And he also managed to sail through school.
He went to science and technology high school
in Jerusalem.
And despite what some say was not the most stellar attendance
record, he sailed through.
He found school very easy.
And he taught himself a lot.
He loved to read, and loved to go to the library,
and loved computers.
And his best friend, Marco Greenberg,
who works and lives here now in New York,
said he remembers that it occurred to him just how
smart Danny probably was when he mentioned that if Danny wanted
to go to college in the United States,
he would have to take the SATs or the PSATs.
And Danny looked at him and just said, I already took them.
And Marco was somewhat taken aback, and said, really?
Well, how did you do?
And the answer, which he said without any fanfare,
and very modestly, was, well, perfectly,
almost perfectly on both the English and the math.
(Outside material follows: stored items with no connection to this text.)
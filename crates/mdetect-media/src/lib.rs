//! Multi-model detection and compositing pipelines.
//!
//! This crate provides:
//! - A `Detector` abstraction with an ONNX Runtime YOLO implementation
//! - A process-wide detector cache and model manifest
//! - Ensemble loading and per-frame detection with configurable fault isolation
//! - Compositing of detections onto images, with EXIF orientation handling
//! - Batch image and FFmpeg-backed video pipelines
//! - FFprobe metadata and HLS packaging

pub mod command;
pub mod compositor;
pub mod detection;
pub mod error;
pub mod fs_utils;
pub mod hls;
pub mod layout;
pub mod metrics;
pub mod pipeline;
pub mod probe;
pub mod progress;

pub use command::{check_ffmpeg, check_ffprobe, FfmpegCommand, FfmpegRunner};
pub use compositor::{read_still, Compositor, FrameRenderer, Still};
pub use detection::{
    Detector, DetectorCache, DetectorLoader, Ensemble, EnsembleMember, FailurePolicy,
    ModelManifest, YoloDetector, YoloLoader,
};
pub use error::{MediaError, MediaResult};
pub use hls::HlsPackager;
pub use layout::StorageLayout;
pub use pipeline::images::{BatchReport, ImagePipeline, LabelExport};
pub use pipeline::video::{
    run_video, FrameSink, FrameSource, VideoOptions, VideoOutcome, VideoReport,
};
pub use probe::{probe_video, VideoInfo};
pub use progress::FfmpegProgress;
And that just wasn't a big deal to him.
That was the way he operated.
At age 18, like native Israelis, there's
compulsive military service.
And Danny, as I mentioned in the preface,
joined the Israeli defense forces.
And much to the surprise of anybody
who knew this bubbly, cheerful, sometimes-all-American teenager
who was still speaking in broken Hebrew,
there was a lot of surprise when he
was admitted to a unit called Sayeret Matkal, which
is the most elite counterterrorism
unit of the Israeli Defense Forces.
Up until the 1980s, this was a unit that was hand-selected.
And Danny set this goal early on of being
admitted into this unit.
And he achieved it.
And not only did he achieve it, but he rose very quickly
to the rank of officer in that unit.
From there, Danny went on to the Technion
in Israel, which I'm sure many of you
know is often called the MIT of Israel,
the best and brightest minds in science and engineering,
and a really wonderful place, where everybody says Danny
really for the first time found his intellectual haven.
He was an incredible student there.
People today still marvel at what
he was able to accomplish there in just three years.
I spent some time in Haifa researching the book.
And one of Danny's professors, who's still there today,
said he'll never forget this bright-eyed, excited student
crashing into his office one day,
telling him how excited he was about knot theory,
and how, even though it wasn't really
a part of his curriculum, he would absolutely
love the opportunity to work with this professor on a paper
he was doing on robots and knots.
And that led to the first of many intellectual courtships
and partnerships that Danny had in his short life.
He really became interested at the Technion
in the hardest problems.
He was someone who really always wanted
to take the most challenging problems,
the problems everybody said you can't possibly solve.
Oh, everybody's working to solve that.
And he went straight for them with almost
a guided-missile-like precision.
And what he was interested in was using the highest level
of math to solve the problems.
At the Technion, Danny juggled two
of the most difficult degrees, computer science
and engineering, which very few students did,
and very few still do today.
He also juggled a wife and two young children
and a full-time job at IBM Research Labs
in Haifa, where he quickly stood out
among the crowd for his research in verification processes.
And two years into his time at the Technion,
he won Best Student Paper award.
And by 1996, he was bound for MIT, the Massachusetts
Institute of Technology.
The wonderful part of Danny's story-- and there
are many-- for me was the reason that he decided to attend MIT.
He was accepted, after all, to the top 10 graduate programs
in computer science in the country, in the world.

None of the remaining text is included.